Brylcream boys do it in the air
In the UK, I spent a few years in the service of Her Majesty, The Queen (Gawd luv’ ‘er), and during the mid-80s I had the pleasure of spending a few weeks with the Special Air Service (SAS) in the jungles of Belize. During my stay, they explained that the UK Senior Specialist Military Service (Navy Seals equivalent, I guess) occasionally sent one of their medical guys over to the United States, either New York or Detroit, to get hands on firearms trauma training. Both NY and Detroit could be assured in giving fresh victims on a daily basis for our military field doctors to watch and learn from.

Chicken or the egg
This lead to me thinking about cause and effect; US = firearms, shooting, hunting, cheerleaders, apple pie, and the great American way, etc.
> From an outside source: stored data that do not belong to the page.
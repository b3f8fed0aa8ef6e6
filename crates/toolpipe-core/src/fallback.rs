use crate::{excerpt, SearchBackend, SearchReply, SearchRequest};
use std::sync::Arc;

/// Marker prefixed to rendered fallback output so downstream consumers can
/// tell recovered results from primary tool data.
pub const FALLBACK_MARKER: &str = "[fallback web search]";

/// A search derived from a failed tool call's arguments. Ephemeral: lives for
/// one dispatch only.
#[derive(Debug, Clone, PartialEq, Eq)]
pub struct FallbackQuery {
    pub keyword: String,
    pub platform_label: Option<String>,
}

impl FallbackQuery {
    pub fn search_string(&self) -> String {
        match self.platform_label.as_deref() {
            Some(label) => format!("{label} {}", self.keyword),
            None => self.keyword.clone(),
        }
    }
}

#[derive(Debug, Clone)]
pub enum FallbackOutcome {
    Success { text: String },
    Unavailable { reason: String },
}

/// Issues the secondary search-and-enrich request when a primary tool call
/// failed. Best-effort by contract: this path never propagates an error.
pub struct FallbackSearchInvoker {
    backend: Arc<dyn SearchBackend>,
    count: usize,
    max_chars: usize,
    timeout_ms: u64,
}

impl FallbackSearchInvoker {
    pub fn new(backend: Arc<dyn SearchBackend>) -> Self {
        Self {
            backend,
            // Small result count with full-text enrichment: recovered context
            // for the agent, not a search product.
            count: 5,
            max_chars: 5_000,
            timeout_ms: 20_000,
        }
    }

    pub fn with_timeout_ms(mut self, timeout_ms: u64) -> Self {
        // The fallback bound stays at or under the primary call's 25s.
        self.timeout_ms = timeout_ms.min(25_000);
        self
    }

    pub async fn run(&self, query: &FallbackQuery) -> FallbackOutcome {
        let req = SearchRequest {
            query: query.search_string(),
            count: self.count,
            enrich: true,
            max_chars: self.max_chars,
            timeout_ms: Some(self.timeout_ms),
        };
        let reply = match self.backend.search(&req).await {
            Ok(r) => r,
            Err(e) => {
                return FallbackOutcome::Unavailable {
                    reason: e.to_string(),
                }
            }
        };
        if reply.results.is_empty() {
            return FallbackOutcome::Unavailable {
                reason: format!("search for {:?} returned no results", req.query),
            };
        }
        FallbackOutcome::Success {
            text: render_results(&req.query, &reply, self.max_chars),
        }
    }
}

fn render_results(query: &str, reply: &SearchReply, max_chars: usize) -> String {
    let mut out = format!(
        "{FALLBACK_MARKER} provider={} query={:?} ({} results)\n",
        reply.provider,
        query,
        reply.results.len()
    );
    for (i, hit) in reply.results.iter().enumerate() {
        out.push_str(&format!("\n{}. {}\n   {}\n", i + 1, hit.title, hit.url));
        if let Some(snippet) = hit.snippet.as_deref() {
            if !snippet.trim().is_empty() {
                out.push_str(&format!("   {}\n", excerpt(snippet, 500)));
            }
        }
        if let Some(content) = hit.content.as_deref() {
            if !content.trim().is_empty() {
                out.push_str(&format!("   {}\n", excerpt(content, max_chars)));
            }
        }
    }
    out
}

#[cfg(test)]
mod tests {
    use super::*;
    use crate::{Error, Result, SearchHit};
    use std::sync::atomic::{AtomicUsize, Ordering};

    struct CannedSearch {
        reply: Result<SearchReply>,
        calls: AtomicUsize,
    }

    impl CannedSearch {
        fn new(reply: Result<SearchReply>) -> Self {
            Self {
                reply,
                calls: AtomicUsize::new(0),
            }
        }
    }

    #[async_trait::async_trait]
    impl SearchBackend for CannedSearch {
        async fn search(&self, _req: &SearchRequest) -> Result<SearchReply> {
            self.calls.fetch_add(1, Ordering::SeqCst);
            match &self.reply {
                Ok(r) => Ok(r.clone()),
                Err(e) => Err(Error::Search(e.to_string())),
            }
        }
    }

    fn two_hits() -> SearchReply {
        SearchReply {
            query: "TikTok AI".to_string(),
            provider: "tavily".to_string(),
            results: vec![
                SearchHit {
                    title: "AI on TikTok".to_string(),
                    url: "https://example.com/a".to_string(),
                    snippet: Some("a snippet".to_string()),
                    content: Some("full page text".to_string()),
                },
                SearchHit {
                    title: "More AI".to_string(),
                    url: "https://example.com/b".to_string(),
                    snippet: None,
                    content: None,
                },
            ],
        }
    }

    #[test]
    fn search_string_prefixes_label_when_present() {
        let q = FallbackQuery {
            keyword: "AI".to_string(),
            platform_label: Some("TikTok".to_string()),
        };
        assert_eq!(q.search_string(), "TikTok AI");
        let q = FallbackQuery {
            keyword: "AI".to_string(),
            platform_label: None,
        };
        assert_eq!(q.search_string(), "AI");
    }

    #[tokio::test]
    async fn renders_marker_and_all_hits() {
        let invoker = FallbackSearchInvoker::new(Arc::new(CannedSearch::new(Ok(two_hits()))));
        let q = FallbackQuery {
            keyword: "AI".to_string(),
            platform_label: Some("TikTok".to_string()),
        };
        match invoker.run(&q).await {
            FallbackOutcome::Success { text } => {
                assert!(text.starts_with(FALLBACK_MARKER), "text={text}");
                assert!(text.contains("TikTok AI"));
                assert!(text.contains("AI on TikTok"));
                assert!(text.contains("https://example.com/b"));
                assert!(text.contains("full page text"));
            }
            FallbackOutcome::Unavailable { reason } => panic!("unavailable: {reason}"),
        }
    }

    #[tokio::test]
    async fn zero_results_is_unavailable() {
        let empty = SearchReply {
            query: "q".to_string(),
            provider: "tavily".to_string(),
            results: vec![],
        };
        let invoker = FallbackSearchInvoker::new(Arc::new(CannedSearch::new(Ok(empty))));
        let q = FallbackQuery {
            keyword: "nothing matches this".to_string(),
            platform_label: None,
        };
        match invoker.run(&q).await {
            FallbackOutcome::Unavailable { reason } => {
                assert!(reason.contains("no results"), "reason={reason}")
            }
            FallbackOutcome::Success { text } => panic!("unexpected success: {text}"),
        }
    }

    #[tokio::test]
    async fn backend_error_is_absorbed_not_propagated() {
        let invoker = FallbackSearchInvoker::new(Arc::new(CannedSearch::new(Err(
            Error::Search("search HTTP 502".to_string()),
        ))));
        let q = FallbackQuery {
            keyword: "AI".to_string(),
            platform_label: None,
        };
        match invoker.run(&q).await {
            FallbackOutcome::Unavailable { reason } => {
                assert!(reason.contains("502"), "reason={reason}")
            }
            FallbackOutcome::Success { text } => panic!("unexpected success: {text}"),
        }
    }

    #[test]
    fn fallback_timeout_never_exceeds_primary_bound() {
        let invoker = FallbackSearchInvoker::new(Arc::new(CannedSearch::new(Ok(two_hits()))))
            .with_timeout_ms(60_000);
        assert_eq!(invoker.timeout_ms, 25_000);
    }
}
Why should one of the most advanced nations on the planet have such a terrible track record in gun related violence? And equally important, what is being done to counter the threat?

The Crux
OK, bear with me here. This is not a critique on the current situation, etc. I care not that the NRA is such a tour-de-force in the U.S., it matters not that a ‘right-to-bear-arms’ is an American constitutional thing created back when the Brits were pounding on your doors asking for the country back; no, no, I believe the problem is very simple and video evidence is available to you all…

Detective/Cop SHOWS!

All Aboard
I was raised on U.S. cop shows in England, and looking back I can see a fundamental flaw in the majority of shows reflecting ‘normal’ American life – you have to be missing something ‘upstairs’ to be an American cop!

The Rockford Files: Private Dick (snicker) – his answering machine messages gave you an insight into this flawed character.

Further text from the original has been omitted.